Yesterday I found 6 unused pages in the middle of the pad. The excitement in my room was palpable!

There is a quote in my head , I have no idea where I got it from.

” There is no point in an archive if there is not an efficient way of retrievals”

My Lockdown brain has got this covered!

Ask me for a certain date or point and I get too it really quickly. Somehow remembering the colours or patterns , doodles might be another word, where any particular meetings notes were jotted down. This could all have been done more efficiently with dedicated note books but I wasn’t planning on going on like this for a year. The notepad was temporary. I may never give it up.

If only I knew shorthand it would be a thing of true abstract beauty. A modern version of papyrus with stenograhic symbols merged with hieroglyphs.

The reality is messier. As was my hair.

The notebook is a keeper, the hair is gone.

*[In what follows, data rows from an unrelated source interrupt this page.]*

//! Relational pgvector backend.
//!
//! Maintains one embedding row per (parent document, model) in Postgres
//! with the `vector` extension, and reranks lexically matched documents
//! with native cosine distance (`embedding <=> $query`). This backend
//! answers no open-corpus queries: it exists for hybrid reranking, so
//! [`SemanticBackend::query`] is a configuration error by contract.
//!
//! Builds are incremental. Each eligible document (one with a derived
//! summary) carries a `source_hash` of the exact text that produced its
//! stored vector; a rebuild skips documents whose hash is unchanged and
//! upserts the rest in place. Rows are never wholesale-deleted.
//!
//! # Schema
//!
//! `persisted_embeddings`: exactly one of `catalog_id` / `agenda_item_id`
//! is set per row (check constraint), with partial unique indexes on
//! `(catalog_id, model_name)` and `(agenda_item_id, model_name)`.
//!
//! # Feature Gate
//!
//! This module requires the `relational` feature.

use async_trait::async_trait;
use chrono::{DateTime, SecondsFormat, Utc};
use civica_core::{Error, Result};
use sqlx::postgres::PgPoolOptions;
use sqlx::{PgPool, Row};
use std::collections::HashMap;
use std::time::Instant;
use tokio::sync::OnceCell;

use crate::backend::{eligible_catalog_ids, SemanticBackend};
use crate::config::SemanticConfig;
use crate::corpus::{self, CorpusRow, CorpusSource};
use crate::embedding::SharedEmbedder;
use crate::guard;
use crate::types::{
    BuildMetadata, BuildReport, EngineKind, IndexHealth, LexicalCandidate, RerankedDocument,
    SemanticCandidate, SourceKind,
};

/// Postgres-backed semantic store, rerank-only.
pub struct RelationalBackend {
    config: SemanticConfig,
    embedder: SharedEmbedder,
    database_url: String,
    pool: OnceCell<PgPool>,
}

impl RelationalBackend {
    /// Create the backend. No connection is opened until first use.
    pub fn new(config: SemanticConfig, embedder: SharedEmbedder) -> Result<Self> {
        let database_url = config
            .database_url
            .clone()
            .ok_or_else(|| Error::config("database_url is required for the relational backend"))?;
        Ok(Self {
            config,
            embedder,
            database_url,
            pool: OnceCell::new(),
        })
    }

    /// Model name the current configuration embeds with.
    fn configured_model_name(&self) -> &str {
        if self.config.provider == "mock" {
            "mock"
        } else {
            &self.config.model
        }
    }

    /// Lazily opened connection pool, shared across callers.
    async fn pool(&self) -> Result<&PgPool> {
        self.pool
            .get_or_try_init(|| async {
                PgPoolOptions::new()
                    .max_connections(5)
                    .connect(&self.database_url)
                    .await
                    .map_err(|e| Error::store(format!("Failed to connect to Postgres: {e}")))
            })
            .await
    }

    /// Create the extension, table, and constraints if absent.
    async fn ensure_schema(&self, pool: &PgPool, dimension: usize) -> Result<()> {
        sqlx::query("CREATE EXTENSION IF NOT EXISTS vector")
            .execute(pool)
            .await
            .map_err(|e| Error::store(format!("Failed to create vector extension: {e}")))?;

        // Exactly one of catalog_id / agenda_item_id is set per row.
        let create = format!(
            "CREATE TABLE IF NOT EXISTS persisted_embeddings (
                id             BIGSERIAL PRIMARY KEY,
                catalog_id     BIGINT,
                agenda_item_id BIGINT,
                model_name     TEXT NOT NULL,
                embedding_dim  BIGINT NOT NULL,
                embedding      vector({dimension}) NOT NULL,
                source_hash    TEXT NOT NULL,
                updated_at     TIMESTAMPTZ NOT NULL DEFAULT now(),
                CHECK ((catalog_id IS NULL) <> (agenda_item_id IS NULL))
            )"
        );
        sqlx::query(&create)
            .execute(pool)
            .await
            .map_err(|e| Error::store(format!("Failed to create embeddings table: {e}")))?;

        sqlx::query(
            "CREATE UNIQUE INDEX IF NOT EXISTS persisted_embeddings_catalog_model
             ON persisted_embeddings (catalog_id, model_name) WHERE catalog_id IS NOT NULL",
        )
        .execute(pool)
        .await
        .map_err(|e| Error::store(format!("Failed to create catalog index: {e}")))?;

        sqlx::query(
            "CREATE UNIQUE INDEX IF NOT EXISTS persisted_embeddings_item_model
             ON persisted_embeddings (agenda_item_id, model_name) WHERE agenda_item_id IS NOT NULL",
        )
        .execute(pool)
        .await
        .map_err(|e| Error::store(format!("Failed to create agenda item index: {e}")))?;

        Ok(())
    }

    /// Stored source hashes per catalog id for the configured model.
    ///
    /// A missing table reads as an empty store: nothing was ever built.
    async fn stored_hashes(&self, pool: &PgPool) -> HashMap<i64, String> {
        let rows = sqlx::query(
            "SELECT catalog_id, source_hash FROM persisted_embeddings
             WHERE model_name = $1 AND catalog_id IS NOT NULL",
        )
        .bind(self.configured_model_name())
        .fetch_all(pool)
        .await;

        match rows {
            Ok(rows) => rows
                .iter()
                .filter_map(|row| {
                    let id: Option<i64> = row.try_get("catalog_id").ok()?;
                    let hash: String = row.try_get("source_hash").ok()?;
                    Some((id?, hash))
                })
                .collect(),
            Err(e) => {
                log::debug!("no stored embeddings readable ({e}); treating store as empty");
                HashMap::new()
            }
        }
    }
}

/// The document rows the relational backend maintains: one summary row per
/// eligible parent document.
fn eligible_summary_rows(rows: Vec<CorpusRow>) -> Vec<CorpusRow> {
    rows.into_iter()
        .filter(|r| r.row.source_kind == SourceKind::Summary)
        .collect()
}

#[async_trait]
impl SemanticBackend for RelationalBackend {
    fn engine(&self) -> EngineKind {
        EngineKind::Relational
    }

    fn supports_bare_query(&self) -> bool {
        false
    }

    async fn build_index(&self, source: &dyn CorpusSource) -> Result<BuildReport> {
        guard::preflight(&self.config)?;
        let started = Instant::now();

        let records = source.fetch_catalog().await?;
        let rows = eligible_summary_rows(corpus::collect_corpus(&records, &self.config));
        if rows.is_empty() {
            return Err(Error::config(
                "corpus produced no documents with a derived summary; nothing to build",
            ));
        }

        let pool = self.pool().await?;
        let stored = self.stored_hashes(pool).await;

        // Skip-if-hash-matches: only documents whose summary text changed
        // (or never got a vector) are re-embedded.
        let to_embed: Vec<(&CorpusRow, String)> = rows
            .iter()
            .filter_map(|entry| {
                let catalog_id = entry.row.catalog_id?;
                let hash = corpus::text_hash(&entry.text);
                match stored.get(&catalog_id) {
                    Some(existing) if *existing == hash => None,
                    _ => Some((entry, hash)),
                }
            })
            .collect();

        let model_name = self.configured_model_name().to_string();
        let mut metadata = BuildMetadata {
            model_name: model_name.clone(),
            built_at: Utc::now().to_rfc3339_opts(SecondsFormat::Secs, true),
            row_count: rows.len(),
            catalog_count: corpus::catalog_count(&rows),
            corpus_hash: corpus::corpus_hash(&rows),
            source_counts: corpus::source_counts(&rows),
            engine: EngineKind::Relational,
            embedding_dim: 0,
        };

        if to_embed.is_empty() {
            log::info!(
                "all {} document vectors current; skipping relational rebuild",
                rows.len()
            );
            metadata.embedding_dim = self.config.dimension;
            return Ok(BuildReport {
                metadata,
                from_cache: true,
                duration_ms: started.elapsed().as_millis() as u64,
            });
        }

        let provider = self.embedder.get().await?;
        self.ensure_schema(pool, provider.dimension()).await?;
        metadata.embedding_dim = provider.dimension();

        log::info!(
            "relational build: {} of {} documents need embedding, model {}",
            to_embed.len(),
            rows.len(),
            provider.name()
        );

        for batch in to_embed.chunks(self.config.batch_size.max(1)) {
            let texts: Vec<&str> = batch.iter().map(|(entry, _)| entry.text.as_str()).collect();
            let vectors = provider.embed_batch(&texts).await?;

            for ((entry, hash), vector) in batch.iter().zip(vectors) {
                sqlx::query(
                    "INSERT INTO persisted_embeddings
                       (catalog_id, model_name, embedding_dim, embedding, source_hash)
                     VALUES ($1, $2, $3, $4, $5)
                     ON CONFLICT (catalog_id, model_name) WHERE catalog_id IS NOT NULL
                     DO UPDATE SET
                       embedding = EXCLUDED.embedding,
                       embedding_dim = EXCLUDED.embedding_dim,
                       source_hash = EXCLUDED.source_hash,
                       updated_at = now()",
                )
                .bind(entry.row.catalog_id)
                .bind(&model_name)
                .bind(provider.dimension() as i64)
                .bind(pgvector::Vector::from(vector))
                .bind(hash)
                .execute(pool)
                .await
                .map_err(|e| {
                    Error::store(format!(
                        "Failed to upsert embedding for catalog {:?}: {e}",
                        entry.row.catalog_id
                    ))
                })?;
            }
        }

        Ok(BuildReport {
            metadata,
            from_cache: false,
            duration_ms: started.elapsed().as_millis() as u64,
        })
    }

    async fn query(&self, _query: &str, _limit: usize) -> Result<Vec<SemanticCandidate>> {
        Err(Error::config(
            "The relational backend only reranks lexical candidates; \
             open-corpus queries require the local backend",
        ))
    }

    async fn rerank(
        &self,
        query: &str,
        candidates: &[LexicalCandidate],
    ) -> Result<Vec<RerankedDocument>> {
        guard::preflight(&self.config)?;
        let wanted = eligible_catalog_ids(candidates, self.config.rerank_candidate_cap);
        if wanted.is_empty() {
            return Ok(Vec::new());
        }

        let pool = self.pool().await?;
        let provider = self.embedder.get().await?;
        let query_vec = pgvector::Vector::from(provider.embed(query).await?);

        // `<=>` is pgvector cosine distance; one bulk query over exactly the
        // offered candidate set, ties resolved by catalog id.
        let pg_rows = sqlx::query(
            "SELECT catalog_id, 1 - (embedding <=> $1) AS score
             FROM persisted_embeddings
             WHERE model_name = $2 AND catalog_id = ANY($3)
             ORDER BY embedding <=> $1, catalog_id",
        )
        .bind(&query_vec)
        .bind(self.configured_model_name())
        .bind(&wanted)
        .fetch_all(pool)
        .await
        .map_err(|e| Error::store(format!("Rerank query failed: {e}")))?;

        let mut reranked = Vec::with_capacity(pg_rows.len());
        for pg_row in &pg_rows {
            let catalog_id: i64 = pg_row
                .try_get("catalog_id")
                .map_err(|e| Error::store(format!("Bad rerank row: {e}")))?;
            let score: f64 = pg_row
                .try_get("score")
                .map_err(|e| Error::store(format!("Bad rerank row: {e}")))?;
            reranked.push(RerankedDocument {
                catalog_id,
                score: score as f32,
            });
        }
        Ok(reranked)
    }

    async fn health(&self) -> Result<IndexHealth> {
        let pool = match self.pool().await {
            Ok(pool) => pool,
            Err(e) => {
                log::warn!("relational health probe could not connect: {e}");
                return Ok(IndexHealth::absent());
            }
        };

        let row = sqlx::query(
            "SELECT count(*) AS n, max(updated_at) AS latest
             FROM persisted_embeddings WHERE model_name = $1",
        )
        .bind(self.configured_model_name())
        .fetch_one(pool)
        .await;

        // A missing table means nothing was ever built.
        let Ok(row) = row else {
            return Ok(IndexHealth::absent());
        };

        let count: i64 = row
            .try_get("n")
            .map_err(|e| Error::store(format!("Bad health row: {e}")))?;
        if count == 0 {
            return Ok(IndexHealth::absent());
        }
        let latest: Option<DateTime<Utc>> = row
            .try_get("latest")
            .map_err(|e| Error::store(format!("Bad health row: {e}")))?;

        Ok(IndexHealth {
            artifacts_present: true,
            consistent: true,
            row_count: Some(count as usize),
            model_name: Some(self.configured_model_name().to_string()),
            built_at: latest.map(|t| t.to_rfc3339_opts(SecondsFormat::Secs, true)),
            engine: Some(EngineKind::Relational),
        })
    }
}

impl std::fmt::Debug for RelationalBackend {
    fn fmt(&self, f: &mut std::fmt::Formatter<'_>) -> std::fmt::Result {
        f.debug_struct("RelationalBackend")
            .field("model", &self.configured_model_name())
            .field("connected", &self.pool.initialized())
            .finish()
    }
}

// ============================================================================
// Tests
// ============================================================================
/// One catalog document (meeting document) as read from the external store.
#[derive(Debug, Clone, Serialize, Deserialize)]
pub struct CatalogRecord {
    /// Document id in the external store.
    pub catalog_id: i64,

    /// Meeting event id.
    pub event_id: i64,

    /// Abstractive summary, when derived.
    #[serde(default, skip_serializing_if = "Option::is_none")]
    pub summary: Option<String>,

    /// Extractive summary fallback, when derived.
    #[serde(default, skip_serializing_if = "Option::is_none")]
    pub summary_extractive: Option<String>,

    /// Raw extracted document content.
    #[serde(default, skip_serializing_if = "Option::is_none")]
    pub content: Option<String>,

    /// Agenda items segmented from this document.
    #[serde(default)]
    pub agenda_items: Vec<AgendaItemRecord>,

    /// City the meeting belongs to.
    pub city: String,

    /// Meeting category.
    pub meeting_category: String,

    /// Organization holding the meeting.
    pub organization: String,

    /// Meeting date, ISO-8601.
    #[serde(default, skip_serializing_if = "Option::is_none")]
    pub date: Option<String>,
}

/// Read handle to the external document store.
#[async_trait]
pub trait CorpusSource: Send + Sync {
    /// Fetch all catalog documents eligible for indexing.
    async fn fetch_catalog(&self) -> Result<Vec<CatalogRecord>>;
}

/// Corpus source reading a JSON snapshot file (an array of
/// [`CatalogRecord`]), used by the CLI and for offline builds.
#[derive(Debug, Clone)]
pub struct JsonCorpusSource {
    path: std::path::PathBuf,
}

impl JsonCorpusSource {
    /// Create a source for the given snapshot path.
    pub fn new(path: impl AsRef<Path>) -> Self {
        Self {
            path: path.as_ref().to_path_buf(),
        }
    }
}

#[async_trait]
impl CorpusSource for JsonCorpusSource {
    async fn fetch_catalog(&self) -> Result<Vec<CatalogRecord>> {
        let raw = tokio::fs::read_to_string(&self.path)
            .await
            .map_err(|e| Error::io_with_path(e, &self.path))?;
        let records: Vec<CatalogRecord> = serde_json::from_str(&raw)?;
        Ok(records)
    }
}

// ============================================================================
// Collection
// ============================================================================

/// A collected row: the text to embed plus its metadata.
#[derive(Debug, Clone, Serialize)]
pub struct CorpusRow {
    /// Normalized text to embed.
    pub text: String,

    /// Row metadata; `row_id` is dense and final.
    pub row: IndexedRow,
}

/// Collapse whitespace runs to single spaces and trim.
pub fn normalize_whitespace(text: &str) -> String {
    let mut out = String::with_capacity(text.len());
    let mut last_was_space = true;
    for ch in text.chars() {
        if ch.is_whitespace() {
            if !last_was_space {
                out.push(' ');
                last_was_space = true;
            }
        } else {
            out.push(ch);
            last_was_space = false;
        }
    }
    while out.ends_with(' ') {
        out.pop();
    }
    out
}

/// Split normalized text into greedy word-packed chunks.
///
/// Words are never split; a single word longer than `max_chars` becomes its
/// own oversized chunk. At most [`MAX_CONTENT_CHUNKS`] chunks are returned.
pub fn chunk_text(normalized: &str, max_chars: usize) -> Vec<String> {
    let mut chunks = Vec::new();
    let mut current = String::new();

    for word in normalized.split(' ') {
        if word.is_empty() {
            continue;
        }
        if !current.is_empty() && current.len() + 1 + word.len() > max_chars {
            chunks.push(std::mem::take(&mut current));
            if chunks.len() == MAX_CONTENT_CHUNKS {
                return chunks;
            }
        }
        if !current.is_empty() {
            current.push(' ');
        }
        current.push_str(word);
    }
    if !current.is_empty() && chunks.len() < MAX_CONTENT_CHUNKS {
        chunks.push(current);
    }
    chunks
}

Friday another week done .

Pandemic Pondering #293

Some days a pondering is burning to get out but perhaps doesn’t quite have the legs to fulfill enough interest. Today is one of those days. A pondering that has been poddling about in my brain for days runs headlong into another pondering and boof!! They find they have something in common and off they run onto the blog taking some nice images with them to expose themselves on a Saturday. The 10 on the header image is the common link and it is superimposed on Seaton Beach where we harvested some more vitamin D.

©googlemaps

This morning Google maps showed me all the locations I visited in 2020. Thank goodness there has been no major crimes on the M4/ M5 corridor last year. I do not have an alibi or a distant location to hide behind. The point of putting this in the blog is that I’ve worked out the last time I had such limited travel was the year I turned 10!

The age of 10 is also the last time I wrote down the word ‘ ornery’ until PP#347

As mentioned in previous blogs my life as an only child was filled with reading. I got ‘ornery’ from Mark Twain and Brer Rabbit. It, the word, lives mainly in my head as a fairly regular descriptive of certain people.

PP#347 was possibly the first time I have written it down since I was 10. I’m not sure if shame, indignation or fury has stopped me using it.

At age 10 I threw it into a composition during an English class at my primary school, soon after I was marched to the headmistresses office. In terms understandable to a child I was told that I must not copy other authors sentences into my essays. Apparently my sentence construction was too good to have come from my own skillset and imagination.

The Headmistress and my form teacher were unmoved by my referencing to the stories of Brer Rabbit and I was warned never to copy again. Ornery has remained a word for private usage until this week. I was seething. So seething that when I read a glowing obituary of that particular Headmistress in Other Lives in the Guardian Newspaper I could not contain my irritation as I remembered that and another misjudgement of my character.

©Claudia Winkleman

Lockdown reading has brought me to this book just this week. In the very first chapter Claudia uses the word ‘ornery’ and boasts that she knows how to use it correctly. No marching off to the headmistress for a published author!

Liberated! The minute I felt slightly dyspeptic, crotchety or even waspish about President Trumps’ shenanigans this week I whipped out ‘ornery’, if Claudia can use it in public without humiliation then so can I!

So there we have it. Pondering around the theme of 10. While taking in Vitamin D on Seaton Beach.